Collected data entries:
Content starts

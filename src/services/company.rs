//! Company service
//!
//! Business rules around companies:
//! - companies are listed ordered by name and returned as `CompanyDto`
//! - creating a company may create its first employees in the same transaction
//! - collection lookups fail when any requested id is missing

use crate::db::repositories::CompanyRepository;
use crate::models::{
    Company, CompanyDto, CreateCompanyInput, InvalidInput, UpdateCompanyInput, ValidateInput,
};
use anyhow::Context;
use std::sync::Arc;
use uuid::Uuid;

use super::mapping::Mapper;

/// Error types for company service operations
#[derive(Debug, thiserror::Error)]
pub enum CompanyServiceError {
    /// Company not found
    #[error("{0}")]
    NotFound(String),

    /// Request can't be processed as sent
    #[error("{0}")]
    BadRequest(String),

    /// Request body failed validation
    #[error(transparent)]
    InvalidInput(#[from] InvalidInput),

    /// Internal error
    #[error("Internal error: {0}")]
    InternalError(#[from] anyhow::Error),
}

/// Company service
pub struct CompanyService {
    repo: Arc<dyn CompanyRepository>,
    mapper: Mapper,
}

impl CompanyService {
    pub fn new(repo: Arc<dyn CompanyRepository>, mapper: Mapper) -> Self {
        Self { repo, mapper }
    }

    /// All companies ordered by name
    pub async fn list(&self) -> Result<Vec<CompanyDto>, CompanyServiceError> {
        let companies = self.repo.list().await.context("Failed to list companies")?;
        Ok(self.mapper.company_dtos(&companies))
    }

    /// Load a company entity or fail with `NotFound`
    pub async fn find(&self, id: Uuid) -> Result<Company, CompanyServiceError> {
        match self.repo.get_by_id(id).await.context("Failed to get company")? {
            Some(company) => Ok(company),
            None => {
                tracing::info!("Company with id: {} doesn't exist in the database.", id);
                Err(CompanyServiceError::NotFound(format!(
                    "Company with id: {} doesn't exist in the database.",
                    id
                )))
            }
        }
    }

    pub async fn get(&self, id: Uuid) -> Result<CompanyDto, CompanyServiceError> {
        let company = self.find(id).await?;
        Ok(self.mapper.company_dto(&company))
    }

    /// Companies by id; every id must exist
    pub async fn get_by_ids(&self, ids: &[Uuid]) -> Result<Vec<CompanyDto>, CompanyServiceError> {
        if ids.is_empty() {
            tracing::error!("Parameter ids is null");
            return Err(CompanyServiceError::BadRequest("Parameter ids is null".to_string()));
        }

        let companies = self
            .repo
            .get_by_ids(ids)
            .await
            .context("Failed to get companies by ids")?;

        let mut unique = ids.to_vec();
        unique.sort();
        unique.dedup();
        if unique.len() != companies.len() {
            tracing::error!("Some ids are not valid in a collection");
            return Err(CompanyServiceError::NotFound(
                "Some ids are not valid in a collection".to_string(),
            ));
        }

        Ok(self.mapper.company_dtos(&companies))
    }

    /// Create a company together with its nested employees
    pub async fn create(&self, input: &CreateCompanyInput) -> Result<CompanyDto, CompanyServiceError> {
        input.validate_input()?;

        let company = self.mapper.company_from_input(input);
        let employees = self.mapper.employees_from_company_input(input, company.id);
        self.repo
            .create(&company, &employees)
            .await
            .context("Failed to create company")?;

        tracing::debug!(
            "Created company {} with {} employees",
            company.id,
            employees.len()
        );
        Ok(self.mapper.company_dto(&company))
    }

    /// Create several companies in one transaction; nothing is created if
    /// any input is invalid or the store fails
    pub async fn create_collection(
        &self,
        inputs: &[CreateCompanyInput],
    ) -> Result<Vec<CompanyDto>, CompanyServiceError> {
        if inputs.is_empty() {
            tracing::error!("Company collection sent from client is null.");
            return Err(CompanyServiceError::BadRequest(
                "Company collection sent from client is null.".to_string(),
            ));
        }

        let mut invalid = InvalidInput::default();
        for (index, input) in inputs.iter().enumerate() {
            if let Err(errors) = input.validate_input() {
                for (field, messages) in errors.fields {
                    for message in messages {
                        invalid.add(format!("[{}].{}", index, field), message);
                    }
                }
            }
        }
        invalid.into_result()?;

        let batch: Vec<(Company, Vec<_>)> = inputs
            .iter()
            .map(|input| {
                let company = self.mapper.company_from_input(input);
                let employees = self.mapper.employees_from_company_input(input, company.id);
                (company, employees)
            })
            .collect();
        self.repo
            .create_many(&batch)
            .await
            .context("Failed to create company collection")?;

        tracing::debug!("Created {} companies", batch.len());
        Ok(batch
            .iter()
            .map(|(company, _)| self.mapper.company_dto(company))
            .collect())
    }

    /// Replace company fields and add the listed employees
    pub async fn update(&self, id: Uuid, input: &UpdateCompanyInput) -> Result<(), CompanyServiceError> {
        input.validate_input()?;

        let mut company = self.find(id).await?;
        self.mapper.apply_company_update(input, &mut company);
        let new_employees = self.mapper.employees_from_company_input(input, company.id);

        self.repo
            .update(&company, &new_employees)
            .await
            .context("Failed to update company")?;
        Ok(())
    }

    /// Delete a company and its employees
    pub async fn delete(&self, id: Uuid) -> Result<(), CompanyServiceError> {
        let company = self.find(id).await?;
        self.repo
            .delete(company.id)
            .await
            .context("Failed to delete company")?;
        Ok(())
    }
}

Content ends

The lines of the data, from the first through the one containing "the same transaction", are to be transcribed exactly.

◆ ANSWER BOX:
filename src/services/company.rs
//! Company service
//!
//! Business rules around companies:
//! - companies are listed ordered by name and returned as `CompanyDto`
//! - creating a company may create its first employees in the same transaction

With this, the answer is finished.